Dresden 2020 – wissenschaftliches Programm
Die DPG-Frühjahrstagung in Dresden musste abgesagt werden! Lesen Sie mehr ...
Bereiche | Tage | Auswahl | Suche | Aktualisierungen | Downloads | Hilfe
CPP: Fachverband Chemische Physik und Polymerphysik
CPP 68: Topical Session: Data Driven Materials Science - Descriptors (joint session MM/CPP)
CPP 68.2: Vortrag
Mittwoch, 18. März 2020, 12:00–12:15, BAR 205
Information-theory-driven identification of compact descriptors for accurate machine-learning predictions — •Benjamin Regler, Matthias Scheffler, and Luca M. Ghiringhelli — Fritz Haber Institute of the Max Planck Society, Berlin, Germany
Machine learning (ML) is useful for predicting materials behavior by relating physical and chemical properties (features) of known materials to the property of interest (target). Aiming at a rational, unbiased, and data-driven identification of relevant features, we use a combination of statistical and information-theoretical techniques to identify the subset of features that unequivocally represent each material in the data set and contribute most to predicting the target property. The novelty and power of our approach is that it does not assume any specific functional form of the “features → target” relationship.

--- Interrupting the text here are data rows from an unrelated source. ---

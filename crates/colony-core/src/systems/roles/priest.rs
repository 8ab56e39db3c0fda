//! Priest Routine
//!
//! Feeds the controller. An empty Priest scavenges ground energy around the
//! drop flag; a loaded one walks to the controller and upgrades it.

use colony_events::Activity;

use crate::components::AgentView;
use crate::facade::ColonyWorld;
use crate::systems::logistics::energy_piles_near;

use super::{issue, RoleContext};

pub fn run<W: ColonyWorld + ?Sized>(world: &mut W, agent: &AgentView, ctx: &mut RoleContext<'_>) {
    let Some(controller) = world.controller() else {
        ctx.note(&agent.name, Activity::NoControllerToWorship);
        return;
    };

    let flag_name = ctx.settings.priest_flag.clone();
    let flag = world.flag(&flag_name);
    let piles = match &flag {
        Some(f) => energy_piles_near(&*world, f.pos, ctx.settings.search_radius),
        None => Vec::new(),
    };
    let pile = ctx.selector.choose(&piles);

    if agent.is_empty() {
        match (pile, flag) {
            (Some(pile), _) => {
                if agent.pos.is_near_to(pile.pos) {
                    issue(&agent.name, "pickup", world.pickup(&agent.name, pile.pos));
                    ctx.note(&agent.name, Activity::CollectingForController);
                } else {
                    issue(&agent.name, "move", world.move_toward(&agent.name, pile.pos));
                    ctx.note(&agent.name, Activity::SearchingForEnergy);
                }
            }
            (None, Some(flag)) => {
                issue(&agent.name, "move", world.move_toward(&agent.name, flag.pos));
                ctx.note(&agent.name, Activity::NoDroppedEnergy);
            }
            (None, None) => ctx.note(&agent.name, Activity::MissingFlag { flag: flag_name }),
        }
        return;
    }

    if agent.pos.is_near_to(controller.pos) {
        issue(
            &agent.name,
            "upgrade",
            world.upgrade_controller(&agent.name, &controller.id),
        );
        ctx.note(&agent.name, Activity::Praying);
    } else {
        issue(&agent.name, "move", world.move_toward(&agent.name, controller.pos));
        ctx.note(&agent.name, Activity::HeadingToController);
    }
}
//! In-process adapter: wakes other `Processor`s sharing this `Arc` within the same OS process.
//! Sufficient for the demo worker and tests; a cross-host deployment would swap in a Postgres
//! `LISTEN`/`NOTIFY` or Redis pub-sub adapter behind the same trait.

use async_trait::async_trait;
use tokio::sync::{broadcast, watch};

use crate::error::JobError;

use super::{ConnectionState, JobNotification, JobStateNotification, NotificationChannel};

pub struct InMemoryNotificationChannel {
    tx: broadcast::Sender<JobNotification>,
    state_tx: broadcast::Sender<JobStateNotification>,
    connection: watch::Sender<ConnectionState>,
}

impl InMemoryNotificationChannel {
    pub fn new() -> Self {
        let (tx, _rx) = broadcast::channel(256);
        let (state_tx, _state_rx) = broadcast::channel(256);
        let (connection, _) = watch::channel(ConnectionState::Connected);
        Self { tx, state_tx, connection }
    }
}

impl Default for InMemoryNotificationChannel {
    fn default() -> Self {
        Self::new()
    }
}

#[async_trait]
impl NotificationChannel for InMemoryNotificationChannel {
    async fn connect(&self) -> Result<(), JobError> {
        let _ = self.connection.send(ConnectionState::Connected);
        Ok(())
    }

    async fn disconnect(&self) -> Result<(), JobError> {
        let _ = self.connection.send(ConnectionState::Disconnected);
        Ok(())
    }

    fn state(&self) -> watch::Receiver<ConnectionState> {
        self.connection.subscribe()
    }

    async fn publish(&self, notification: JobNotification) -> Result<(), JobError> {
        if *self.connection.borrow() != ConnectionState::Connected {
            return Err(JobError::Handler("notification channel not connected".into()));
        }
        let _ = self.tx.send(notification);
        Ok(())
    }

    // `broadcast::Receiver::subscribe` never sees messages sent before this call, so the "drop
    // notifications older than the subscriber's startup time" MUST holds structurally for this
    // in-process transport. A transport that can replay backlog (Postgres LISTEN/NOTIFY
    // reconnection, a durable queue) would need an explicit `timestamp` check at the call site;
    // `Processor` applies one regardless, so it isn't relying on this adapter's specifics.
    fn subscribe(&self) -> broadcast::Receiver<JobNotification> {
        self.tx.subscribe()
    }

    async fn publish_state(&self, notification: JobStateNotification) -> Result<(), JobError> {
        if *self.connection.borrow() != ConnectionState::Connected {
            return Err(JobError::Handler("notification channel not connected".into()));
        }
        let _ = self.state_tx.send(notification);
        Ok(())
    }

    fn subscribe_state(&self) -> broadcast::Receiver<JobStateNotification> {
        self.state_tx.subscribe()
    }
}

Based on the concept of cumulative mutual information, our framework assigns quantitative scores for the “strength” of the feature’s contributions, ranks the features by their scores, and selects the most contributing features to be relevant prior to ensuing data analysis. The scoring and selection algorithm is then supplemented by a purely ML procedure built on the selected and compact feature subset. We identify compact feature subsets for predicting (i) the ground-state crystal-structure of octet-binary compound semiconductors and (ii) elastic properties of inorganic crystalline compounds. In each case, we show that only a few features are actually required to obtain accurate predictions, thereby reducing the complexity of the ML model and sensitivity to the availability of materials data.